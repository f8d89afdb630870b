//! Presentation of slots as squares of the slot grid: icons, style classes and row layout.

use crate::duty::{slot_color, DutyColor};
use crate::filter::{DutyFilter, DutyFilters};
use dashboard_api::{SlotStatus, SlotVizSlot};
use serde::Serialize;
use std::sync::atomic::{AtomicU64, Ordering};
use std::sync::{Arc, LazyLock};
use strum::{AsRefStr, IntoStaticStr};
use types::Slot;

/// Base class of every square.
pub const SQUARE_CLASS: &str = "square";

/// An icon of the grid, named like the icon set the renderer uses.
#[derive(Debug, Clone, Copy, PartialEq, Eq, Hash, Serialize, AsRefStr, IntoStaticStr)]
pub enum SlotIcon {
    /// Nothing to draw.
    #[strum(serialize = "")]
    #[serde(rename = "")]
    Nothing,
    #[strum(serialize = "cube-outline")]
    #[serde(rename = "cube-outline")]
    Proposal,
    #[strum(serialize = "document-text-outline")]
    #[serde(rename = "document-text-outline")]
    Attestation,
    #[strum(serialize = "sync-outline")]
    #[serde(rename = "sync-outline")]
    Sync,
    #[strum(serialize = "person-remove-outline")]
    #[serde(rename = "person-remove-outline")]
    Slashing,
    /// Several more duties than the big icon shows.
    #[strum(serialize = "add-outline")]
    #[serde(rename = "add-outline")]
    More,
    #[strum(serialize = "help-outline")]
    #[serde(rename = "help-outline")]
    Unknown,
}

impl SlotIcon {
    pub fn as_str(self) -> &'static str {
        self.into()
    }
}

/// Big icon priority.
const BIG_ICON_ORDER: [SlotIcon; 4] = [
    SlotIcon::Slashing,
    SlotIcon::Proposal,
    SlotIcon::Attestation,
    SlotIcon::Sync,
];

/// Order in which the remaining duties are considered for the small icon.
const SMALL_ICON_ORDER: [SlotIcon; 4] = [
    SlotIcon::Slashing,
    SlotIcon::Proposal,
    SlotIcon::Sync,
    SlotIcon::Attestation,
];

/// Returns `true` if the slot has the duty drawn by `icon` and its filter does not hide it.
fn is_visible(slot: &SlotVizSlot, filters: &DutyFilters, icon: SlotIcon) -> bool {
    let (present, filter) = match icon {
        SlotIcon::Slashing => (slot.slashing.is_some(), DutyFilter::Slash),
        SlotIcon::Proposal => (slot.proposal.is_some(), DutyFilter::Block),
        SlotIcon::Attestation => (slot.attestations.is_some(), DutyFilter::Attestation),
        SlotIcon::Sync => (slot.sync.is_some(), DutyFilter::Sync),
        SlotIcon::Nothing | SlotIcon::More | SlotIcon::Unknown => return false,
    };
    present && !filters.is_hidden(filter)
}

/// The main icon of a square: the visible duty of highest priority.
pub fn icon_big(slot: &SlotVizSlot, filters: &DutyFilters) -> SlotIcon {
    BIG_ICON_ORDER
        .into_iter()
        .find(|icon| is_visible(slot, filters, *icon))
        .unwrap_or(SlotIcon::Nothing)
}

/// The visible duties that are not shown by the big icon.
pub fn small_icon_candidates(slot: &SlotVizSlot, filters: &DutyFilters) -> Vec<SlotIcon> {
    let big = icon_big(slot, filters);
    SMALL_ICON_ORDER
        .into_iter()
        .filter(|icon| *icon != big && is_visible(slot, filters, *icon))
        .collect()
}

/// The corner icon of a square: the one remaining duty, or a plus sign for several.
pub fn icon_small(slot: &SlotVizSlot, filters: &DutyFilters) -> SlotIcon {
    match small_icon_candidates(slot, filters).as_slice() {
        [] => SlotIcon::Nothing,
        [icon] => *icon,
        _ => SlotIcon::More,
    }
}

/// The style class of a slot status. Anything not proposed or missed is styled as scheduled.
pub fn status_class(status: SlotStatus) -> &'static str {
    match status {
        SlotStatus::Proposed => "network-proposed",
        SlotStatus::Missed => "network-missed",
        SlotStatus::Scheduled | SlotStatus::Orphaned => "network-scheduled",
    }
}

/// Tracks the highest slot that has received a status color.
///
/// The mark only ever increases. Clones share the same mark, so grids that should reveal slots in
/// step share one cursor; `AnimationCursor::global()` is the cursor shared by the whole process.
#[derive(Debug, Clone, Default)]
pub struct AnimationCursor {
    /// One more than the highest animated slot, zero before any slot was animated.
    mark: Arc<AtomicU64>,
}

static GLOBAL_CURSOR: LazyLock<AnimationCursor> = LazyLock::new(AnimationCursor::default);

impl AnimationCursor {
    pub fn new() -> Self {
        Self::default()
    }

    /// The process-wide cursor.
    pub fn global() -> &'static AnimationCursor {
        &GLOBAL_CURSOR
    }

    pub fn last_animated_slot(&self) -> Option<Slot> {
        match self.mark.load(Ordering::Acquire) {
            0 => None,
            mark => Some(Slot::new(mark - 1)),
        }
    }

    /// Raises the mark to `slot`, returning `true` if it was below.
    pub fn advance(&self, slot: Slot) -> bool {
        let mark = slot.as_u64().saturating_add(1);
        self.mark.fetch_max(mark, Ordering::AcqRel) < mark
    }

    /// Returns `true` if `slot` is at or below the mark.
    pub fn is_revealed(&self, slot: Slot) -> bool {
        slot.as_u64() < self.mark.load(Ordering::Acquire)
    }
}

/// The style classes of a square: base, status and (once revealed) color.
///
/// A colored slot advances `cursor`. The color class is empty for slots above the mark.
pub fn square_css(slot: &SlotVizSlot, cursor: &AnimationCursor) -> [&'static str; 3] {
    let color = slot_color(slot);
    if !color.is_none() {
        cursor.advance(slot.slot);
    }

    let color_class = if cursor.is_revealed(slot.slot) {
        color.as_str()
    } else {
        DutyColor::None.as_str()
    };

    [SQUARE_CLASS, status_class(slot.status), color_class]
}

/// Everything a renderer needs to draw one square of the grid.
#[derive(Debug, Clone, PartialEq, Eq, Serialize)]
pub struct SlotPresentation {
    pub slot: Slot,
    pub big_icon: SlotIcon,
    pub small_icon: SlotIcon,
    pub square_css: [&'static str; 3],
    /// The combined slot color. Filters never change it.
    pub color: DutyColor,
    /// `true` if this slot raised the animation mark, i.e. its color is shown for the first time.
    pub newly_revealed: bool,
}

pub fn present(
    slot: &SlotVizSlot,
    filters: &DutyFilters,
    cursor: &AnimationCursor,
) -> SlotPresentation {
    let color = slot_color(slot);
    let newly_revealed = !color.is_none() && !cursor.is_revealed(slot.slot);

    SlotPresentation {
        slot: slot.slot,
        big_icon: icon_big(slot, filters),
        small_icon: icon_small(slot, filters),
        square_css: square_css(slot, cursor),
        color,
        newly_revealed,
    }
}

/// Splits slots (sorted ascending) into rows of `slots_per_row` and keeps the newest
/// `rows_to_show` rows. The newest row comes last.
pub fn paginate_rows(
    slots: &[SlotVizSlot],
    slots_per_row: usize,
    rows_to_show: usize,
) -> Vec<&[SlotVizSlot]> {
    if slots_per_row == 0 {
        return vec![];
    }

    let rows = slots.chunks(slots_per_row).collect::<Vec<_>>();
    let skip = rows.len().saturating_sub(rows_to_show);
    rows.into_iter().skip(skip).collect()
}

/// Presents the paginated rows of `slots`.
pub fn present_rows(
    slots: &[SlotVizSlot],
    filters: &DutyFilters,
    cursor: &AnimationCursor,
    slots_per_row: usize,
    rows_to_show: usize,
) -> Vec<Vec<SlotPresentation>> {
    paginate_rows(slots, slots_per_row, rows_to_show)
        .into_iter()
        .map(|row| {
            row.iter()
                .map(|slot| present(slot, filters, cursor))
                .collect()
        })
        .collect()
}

=======

● **YOUR INSTRUCTIONS**
Go through the data above and transcribe every entry exactly.

● **RESPONSE**
repository f8d89afdb630870b
//! Presentation of slots as squares of the slot grid: icons, style classes and row layout.

use crate::duty::{slot_color, DutyColor};
use crate::filter::{DutyFilter, DutyFilters};
use dashboard_api::{SlotStatus, SlotVizSlot};
use serde::Serialize;
use std::sync::atomic::{AtomicU64, Ordering};
use std::sync::{Arc, LazyLock};
use strum::{AsRefStr, IntoStaticStr};
use types::Slot;

/// Base class of every square.
pub const SQUARE_CLASS: &str = "square";

/// An icon of the grid, named like the icon set the renderer uses.
#[derive(Debug, Clone, Copy, PartialEq, Eq, Hash, Serialize, AsRefStr, IntoStaticStr)]
pub enum SlotIcon {
    /// Nothing to draw.
    #[strum(serialize = "")]
    #[serde(rename = "")]
    Nothing,
    #[strum(serialize = "cube-outline")]
    #[serde(rename = "cube-outline")]
    Proposal,
    #[strum(serialize = "document-text-outline")]
    #[serde(rename = "document-text-outline")]
    Attestation,
    #[strum(serialize = "sync-outline")]
    #[serde(rename = "sync-outline")]
    Sync,
    #[strum(serialize = "person-remove-outline")]
    #[serde(rename = "person-remove-outline")]
    Slashing,
    /// Several more duties than the big icon shows.
    #[strum(serialize = "add-outline")]
    #[serde(rename = "add-outline")]
    More,
    #[strum(serialize = "help-outline")]
    #[serde(rename = "help-outline")]
    Unknown,
}

impl SlotIcon {
    pub fn as_str(self) -> &'static str {
        self.into()
    }
}

/// Big icon priority.
const BIG_ICON_ORDER: [SlotIcon; 4] = [
    SlotIcon::Slashing,
    SlotIcon::Proposal,
    SlotIcon::Attestation,
    SlotIcon::Sync,
];

/// Order in which the remaining duties are considered for the small icon.
const SMALL_ICON_ORDER: [SlotIcon; 4] = [
    SlotIcon::Slashing,
    SlotIcon::Proposal,
    SlotIcon::Sync,
    SlotIcon::Attestation,
];

/// Returns `true` if the slot has the duty drawn by `icon` and its filter does not hide it.
fn is_visible(slot: &SlotVizSlot, filters: &DutyFilters, icon: SlotIcon) -> bool {
    let (present, filter) = match icon {
        SlotIcon::Slashing => (slot.slashing.is_some(), DutyFilter::Slash),
        SlotIcon::Proposal => (slot.proposal.is_some(), DutyFilter::Block),
        SlotIcon::Attestation => (slot.attestations.is_some(), DutyFilter::Attestation),
        SlotIcon::Sync => (slot.sync.is_some(), DutyFilter::Sync),
        SlotIcon::Nothing | SlotIcon::More | SlotIcon::Unknown => return false,
    };
    present && !filters.is_hidden(filter)
}

/// The main icon of a square: the visible duty of highest priority.
pub fn icon_big(slot: &SlotVizSlot, filters: &DutyFilters) -> SlotIcon {
    BIG_ICON_ORDER
        .into_iter()
        .find(|icon| is_visible(slot, filters, *icon))
        .unwrap_or(SlotIcon::Nothing)
}

/// The visible duties that are not shown by the big icon.
pub fn small_icon_candidates(slot: &SlotVizSlot, filters: &DutyFilters) -> Vec<SlotIcon> {
    let big = icon_big(slot, filters);
    SMALL_ICON_ORDER
        .into_iter()
        .filter(|icon| *icon != big && is_visible(slot, filters, *icon))
        .collect()
}

/// The corner icon of a square: the one remaining duty, or a plus sign for several.
pub fn icon_small(slot: &SlotVizSlot, filters: &DutyFilters) -> SlotIcon {
    match small_icon_candidates(slot, filters).as_slice() {
        [] => SlotIcon::Nothing,
        [icon] => *icon,
        _ => SlotIcon::More,
    }
}

/// The style class of a slot status. Anything not proposed or missed is styled as scheduled.
pub fn status_class(status: SlotStatus) -> &'static str {
    match status {
        SlotStatus::Proposed => "network-proposed",
        SlotStatus::Missed => "network-missed",
        SlotStatus::Scheduled | SlotStatus::Orphaned => "network-scheduled",
    }
}

/// Tracks the highest slot that has received a status color.
///
/// The mark only ever increases. Clones share the same mark, so grids that should reveal slots in
/// step share one cursor; `AnimationCursor::global()` is the cursor shared by the whole process.
#[derive(Debug, Clone, Default)]
pub struct AnimationCursor {
    /// One more than the highest animated slot, zero before any slot was animated.
    mark: Arc<AtomicU64>,
}

static GLOBAL_CURSOR: LazyLock<AnimationCursor> = LazyLock::new(AnimationCursor::default);

impl AnimationCursor {
    pub fn new() -> Self {
        Self::default()
    }

    /// The process-wide cursor.
    pub fn global() -> &'static AnimationCursor {
        &GLOBAL_CURSOR
    }

    pub fn last_animated_slot(&self) -> Option<Slot> {
        match self.mark.load(Ordering::Acquire) {
            0 => None,
            mark => Some(Slot::new(mark - 1)),
        }
    }

    /// Raises the mark to `slot`, returning `true` if it was below.
    pub fn advance(&self, slot: Slot) -> bool {
        let mark = slot.as_u64().saturating_add(1);
        self.mark.fetch_max(mark, Ordering::AcqRel) < mark
    }

    /// Returns `true` if `slot` is at or below the mark.
    pub fn is_revealed(&self, slot: Slot) -> bool {
        slot.as_u64() < self.mark.load(Ordering::Acquire)
    }
}

/// The style classes of a square: base, status and (once revealed) color.
///
/// A colored slot advances `cursor`. The color class is empty for slots above the mark.
pub fn square_css(slot: &SlotVizSlot, cursor: &AnimationCursor) -> [&'static str; 3] {
    let color = slot_color(slot);
    if !color.is_none() {
        cursor.advance(slot.slot);
    }

    let color_class = if cursor.is_revealed(slot.slot) {
        color.as_str()
    } else {
        DutyColor::None.as_str()
    };

    [SQUARE_CLASS, status_class(slot.status), color_class]
}

/// Everything a renderer needs to draw one square of the grid.
#[derive(Debug, Clone, PartialEq, Eq, Serialize)]
pub struct SlotPresentation {
    pub slot: Slot,
    pub big_icon: SlotIcon,
    pub small_icon: SlotIcon,
    pub square_css: [&'static str; 3],
    /// The combined slot color. Filters never change it.
    pub color: DutyColor,
    /// `true` if this slot raised the animation mark, i.e. its color is shown for the first time.
    pub newly_revealed: bool,
}

pub fn present(
    slot: &SlotVizSlot,
    filters: &DutyFilters,
    cursor: &AnimationCursor,
) -> SlotPresentation {
    let color = slot_color(slot);
    let newly_revealed = !color.is_none() && !cursor.is_revealed(slot.slot);

    SlotPresentation {
        slot: slot.slot,
        big_icon: icon_big(slot, filters),
        small_icon: icon_small(slot, filters),
        square_css: square_css(slot, cursor),
        color,
        newly_revealed,
    }
}

/// Splits slots (sorted ascending) into rows of `slots_per_row` and keeps the newest
/// `rows_to_show` rows. The newest row comes last.
pub fn paginate_rows(
    slots: &[SlotVizSlot],
    slots_per_row: usize,
    rows_to_show: usize,
) -> Vec<&[SlotVizSlot]> {
    if slots_per_row == 0 {
        return vec![];
    }

    let rows = slots.chunks(slots_per_row).collect::<Vec<_>>();
    let skip = rows.len().saturating_sub(rows_to_show);
    rows.into_iter().skip(skip).collect()
}

/// Presents the paginated rows of `slots`.
pub fn present_rows(
    slots: &[SlotVizSlot],
    filters: &DutyFilters,
    cursor: &AnimationCursor,
    slots_per_row: usize,
    rows_to_show: usize,
) -> Vec<Vec<SlotPresentation>> {
    paginate_rows(slots, slots_per_row, rows_to_show)
        .into_iter()
        .map(|row| {
            row.iter()
                .map(|slot| present(slot, filters, cursor))
                .collect()
        })
        .collect()
}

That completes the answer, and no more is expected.